[Saved entries]
.....
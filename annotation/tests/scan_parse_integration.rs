use annotation::prelude::*;
use std::path::{Path, PathBuf};

fn fixture(name: &str) -> (PathBuf, String) {
    let path = Path::new(env!("CARGO_MANIFEST_DIR"))
        .join("tests")
        .join("fixtures")
        .join(name);
    let text = std::fs::read_to_string(&path).unwrap();
    (path, text)
}

fn specifications(name: &str) -> Vec<Specification> {
    let (path, text) = fixture(name);
    let scanner = Scanner::new();
    scanner
        .scan(&path, &text)
        .map(|block| parse_specification(block.unwrap()).unwrap())
        .collect()
}

#[test]
fn test_standalone_c_round_trips_every_field() {
    let specs = specifications("standalone.c");
    assert_eq!(specs.len(), 1);
    let spec = &specs[0];

    assert_eq!(spec.configuration.setup, vec!["make standalone"]);
    assert!(spec.configuration.memory_check);

    let expected = [
        ("ANumberandItself", "./standalone 7 7", "7"),
        ("TwoBigNumbers", "./standalone 1394 2414", "34"),
        ("TwoHugeIntegers", "./standalone 290272158 608635170", "9363618"),
        ("TwoPrimes", "./standalone 23 91", "1"),
        ("Zero", "./standalone 0 0", "0"),
        ("SecondZero", "./standalone 125 0", "125"),
        ("FirstZero", "./standalone 0 125", "125"),
        ("FirstOne", "./standalone 1 99", "1"),
        ("SecondOne", "./standalone 99 1", "1"),
    ];
    let actual: Vec<_> = spec
        .tests
        .iter()
        .map(|t| (t.name.as_str(), t.run.as_str(), t.expected_output.as_str()))
        .collect();
    assert_eq!(actual, expected);

    // Each entry points at its `- name:` line in the file.
    let (_, text) = fixture("standalone.c");
    let lines: Vec<_> = text.lines().collect();
    for test in &spec.tests {
        assert!(lines[test.line - 1].contains(&format!("name: {}", test.name)));
    }
}

#[test]
fn test_python_file_with_two_comment_styles() {
    let specs = specifications("multi.py");
    assert_eq!(specs.len(), 2);

    assert_eq!(specs[0].configuration.setup.len(), 1);
    assert_eq!(specs[0].tests[0].name, "Greets");

    let names: Vec<_> = specs[1].tests.iter().map(|t| t.name.as_str()).collect();
    assert_eq!(names, ["Shouts", "Quiet"]);
    assert_eq!(specs[1].tests[1].expected_output, "");
    assert!(specs[0].block.start_line < specs[1].block.start_line);
}

#[test]
fn test_unterminated_block_after_valid_one() {
    let (path, text) = fixture("broken.sh");
    let scanner = Scanner::new();
    let results: Vec<_> = scanner.scan(&path, &text).collect();

    assert_eq!(results.len(), 2);
    let spec = parse_specification(results[0].clone().unwrap()).unwrap();
    assert_eq!(spec.tests[0].name, "A");
    match &results[1] {
        Err(ScanError::UnterminatedBlock { line, .. }) => assert_eq!(*line, 9),
        other => panic!("expected unterminated block, got {:?}", other),
    }
}

#[test]
fn test_whole_file_block_for_plain_spec_files() {
    let dir = tempfile::tempdir().unwrap();
    let path = dir.path().join("suite.theo");
    let text = "tests:\n  - name: A\n    run: echo 7\n    output: 7\n";
    std::fs::write(&path, text).unwrap();

    assert!(!Scanner::new().has_marker(text));
    let spec = parse_specification(AnnotationBlock::whole_file(&path, text)).unwrap();
    assert_eq!(spec.tests[0].line, 2);
}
.....
Only the lines above that hold "names" are wanted. Show every one of them.

    let names: Vec<_> = specs[1].tests.iter().map(|t| t.name.as_str()).collect();
    assert_eq!(names, ["Shouts", "Quiet"]);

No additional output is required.